» RECORDS SUPPLIED:
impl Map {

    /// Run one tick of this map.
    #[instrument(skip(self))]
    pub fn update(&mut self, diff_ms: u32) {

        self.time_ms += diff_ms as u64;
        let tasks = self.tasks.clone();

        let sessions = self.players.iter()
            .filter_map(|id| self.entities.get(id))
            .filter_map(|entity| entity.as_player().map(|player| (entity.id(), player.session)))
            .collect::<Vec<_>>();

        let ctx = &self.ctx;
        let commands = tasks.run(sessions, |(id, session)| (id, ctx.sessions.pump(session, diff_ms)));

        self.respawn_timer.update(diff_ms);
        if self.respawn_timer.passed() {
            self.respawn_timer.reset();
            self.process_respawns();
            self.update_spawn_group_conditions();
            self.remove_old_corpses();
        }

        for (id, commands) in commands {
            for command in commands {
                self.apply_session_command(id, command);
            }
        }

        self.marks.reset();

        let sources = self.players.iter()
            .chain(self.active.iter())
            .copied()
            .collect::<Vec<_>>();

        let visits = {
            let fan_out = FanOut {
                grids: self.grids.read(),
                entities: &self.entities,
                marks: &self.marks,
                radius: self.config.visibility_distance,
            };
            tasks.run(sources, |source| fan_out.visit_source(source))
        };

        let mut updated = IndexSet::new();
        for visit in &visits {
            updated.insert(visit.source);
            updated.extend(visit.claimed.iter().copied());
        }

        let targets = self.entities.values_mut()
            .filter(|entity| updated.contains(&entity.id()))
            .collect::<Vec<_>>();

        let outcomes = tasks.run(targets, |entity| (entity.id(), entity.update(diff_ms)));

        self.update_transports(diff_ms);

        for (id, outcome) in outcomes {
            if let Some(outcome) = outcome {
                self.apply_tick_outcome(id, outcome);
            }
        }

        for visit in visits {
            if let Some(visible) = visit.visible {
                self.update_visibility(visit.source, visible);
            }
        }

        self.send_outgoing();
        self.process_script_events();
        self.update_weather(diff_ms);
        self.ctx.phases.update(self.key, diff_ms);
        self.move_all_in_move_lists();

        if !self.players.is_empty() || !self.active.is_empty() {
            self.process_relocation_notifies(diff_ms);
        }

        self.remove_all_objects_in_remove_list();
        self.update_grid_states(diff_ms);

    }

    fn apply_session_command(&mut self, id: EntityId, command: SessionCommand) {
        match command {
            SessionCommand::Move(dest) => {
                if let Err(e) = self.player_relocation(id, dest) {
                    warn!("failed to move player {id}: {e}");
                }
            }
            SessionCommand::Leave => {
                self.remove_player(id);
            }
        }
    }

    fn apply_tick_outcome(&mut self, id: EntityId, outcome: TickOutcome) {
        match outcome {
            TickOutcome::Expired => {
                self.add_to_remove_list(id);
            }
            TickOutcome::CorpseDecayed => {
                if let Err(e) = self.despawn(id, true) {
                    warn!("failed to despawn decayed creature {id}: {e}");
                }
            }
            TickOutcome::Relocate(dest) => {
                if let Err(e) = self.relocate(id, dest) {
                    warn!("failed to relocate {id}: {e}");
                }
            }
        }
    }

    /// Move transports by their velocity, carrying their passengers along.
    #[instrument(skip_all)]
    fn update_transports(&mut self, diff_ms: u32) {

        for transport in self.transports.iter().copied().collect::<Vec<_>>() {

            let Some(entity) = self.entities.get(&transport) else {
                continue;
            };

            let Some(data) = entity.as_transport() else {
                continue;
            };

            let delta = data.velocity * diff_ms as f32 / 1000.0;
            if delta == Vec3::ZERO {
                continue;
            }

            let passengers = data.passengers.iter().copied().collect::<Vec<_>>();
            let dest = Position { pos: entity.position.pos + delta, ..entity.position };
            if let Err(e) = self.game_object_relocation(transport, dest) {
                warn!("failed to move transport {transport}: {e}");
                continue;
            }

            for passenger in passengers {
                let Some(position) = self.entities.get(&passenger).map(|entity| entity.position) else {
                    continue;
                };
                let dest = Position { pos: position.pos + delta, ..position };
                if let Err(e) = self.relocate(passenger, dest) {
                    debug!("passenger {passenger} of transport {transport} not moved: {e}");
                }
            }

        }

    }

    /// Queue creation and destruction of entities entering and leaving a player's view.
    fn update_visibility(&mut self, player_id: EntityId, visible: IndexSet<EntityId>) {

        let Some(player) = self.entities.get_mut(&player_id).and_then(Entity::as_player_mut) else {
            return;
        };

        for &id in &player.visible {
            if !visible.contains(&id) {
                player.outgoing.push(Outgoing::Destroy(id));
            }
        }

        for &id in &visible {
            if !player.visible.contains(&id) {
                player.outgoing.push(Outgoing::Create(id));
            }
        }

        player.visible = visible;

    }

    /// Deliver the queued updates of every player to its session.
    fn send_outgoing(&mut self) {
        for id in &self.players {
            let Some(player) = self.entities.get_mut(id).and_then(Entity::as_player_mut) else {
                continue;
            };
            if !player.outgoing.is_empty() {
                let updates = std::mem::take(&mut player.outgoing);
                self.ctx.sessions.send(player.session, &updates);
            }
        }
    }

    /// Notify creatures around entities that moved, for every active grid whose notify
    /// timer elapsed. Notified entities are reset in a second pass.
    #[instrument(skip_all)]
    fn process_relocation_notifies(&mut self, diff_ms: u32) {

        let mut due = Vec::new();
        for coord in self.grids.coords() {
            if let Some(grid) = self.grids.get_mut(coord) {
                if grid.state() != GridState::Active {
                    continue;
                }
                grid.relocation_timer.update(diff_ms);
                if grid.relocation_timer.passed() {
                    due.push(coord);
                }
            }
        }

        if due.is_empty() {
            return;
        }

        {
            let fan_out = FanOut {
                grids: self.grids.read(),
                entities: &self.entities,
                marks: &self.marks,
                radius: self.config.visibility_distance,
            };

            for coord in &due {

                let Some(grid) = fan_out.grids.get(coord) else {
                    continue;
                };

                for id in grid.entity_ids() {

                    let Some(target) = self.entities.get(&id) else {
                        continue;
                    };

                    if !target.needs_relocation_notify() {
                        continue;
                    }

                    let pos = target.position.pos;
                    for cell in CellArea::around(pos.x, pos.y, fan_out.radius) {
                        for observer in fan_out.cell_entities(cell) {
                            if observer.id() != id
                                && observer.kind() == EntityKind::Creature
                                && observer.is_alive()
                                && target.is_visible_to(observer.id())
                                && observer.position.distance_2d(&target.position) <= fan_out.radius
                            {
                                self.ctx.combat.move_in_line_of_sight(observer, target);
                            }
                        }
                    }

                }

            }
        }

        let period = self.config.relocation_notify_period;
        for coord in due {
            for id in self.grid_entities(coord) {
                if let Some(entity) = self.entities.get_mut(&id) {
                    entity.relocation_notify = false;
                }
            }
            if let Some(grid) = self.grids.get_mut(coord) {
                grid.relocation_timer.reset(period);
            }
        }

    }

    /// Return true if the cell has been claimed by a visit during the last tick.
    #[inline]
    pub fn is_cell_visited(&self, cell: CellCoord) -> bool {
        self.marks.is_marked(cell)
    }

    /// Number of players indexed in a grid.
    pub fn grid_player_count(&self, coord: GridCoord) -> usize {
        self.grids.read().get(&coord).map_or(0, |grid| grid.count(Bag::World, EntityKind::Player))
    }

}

» EXERCISE DETAILS: Take the lines from the top of the data through the one that contains "for (id, commands)" and copy them exactly, leaving out every line after it.

» SOLUTION TO THIS EXERCISE:
impl Map {

    /// Run one tick of this map.
    #[instrument(skip(self))]
    pub fn update(&mut self, diff_ms: u32) {

        self.time_ms += diff_ms as u64;
        let tasks = self.tasks.clone();

        let sessions = self.players.iter()
            .filter_map(|id| self.entities.get(id))
            .filter_map(|entity| entity.as_player().map(|player| (entity.id(), player.session)))
            .collect::<Vec<_>>();

        let ctx = &self.ctx;
        let commands = tasks.run(sessions, |(id, session)| (id, ctx.sessions.pump(session, diff_ms)));

        self.respawn_timer.update(diff_ms);
        if self.respawn_timer.passed() {
            self.respawn_timer.reset();
            self.process_respawns();
            self.update_spawn_group_conditions();
            self.remove_old_corpses();
        }

        for (id, commands) in commands {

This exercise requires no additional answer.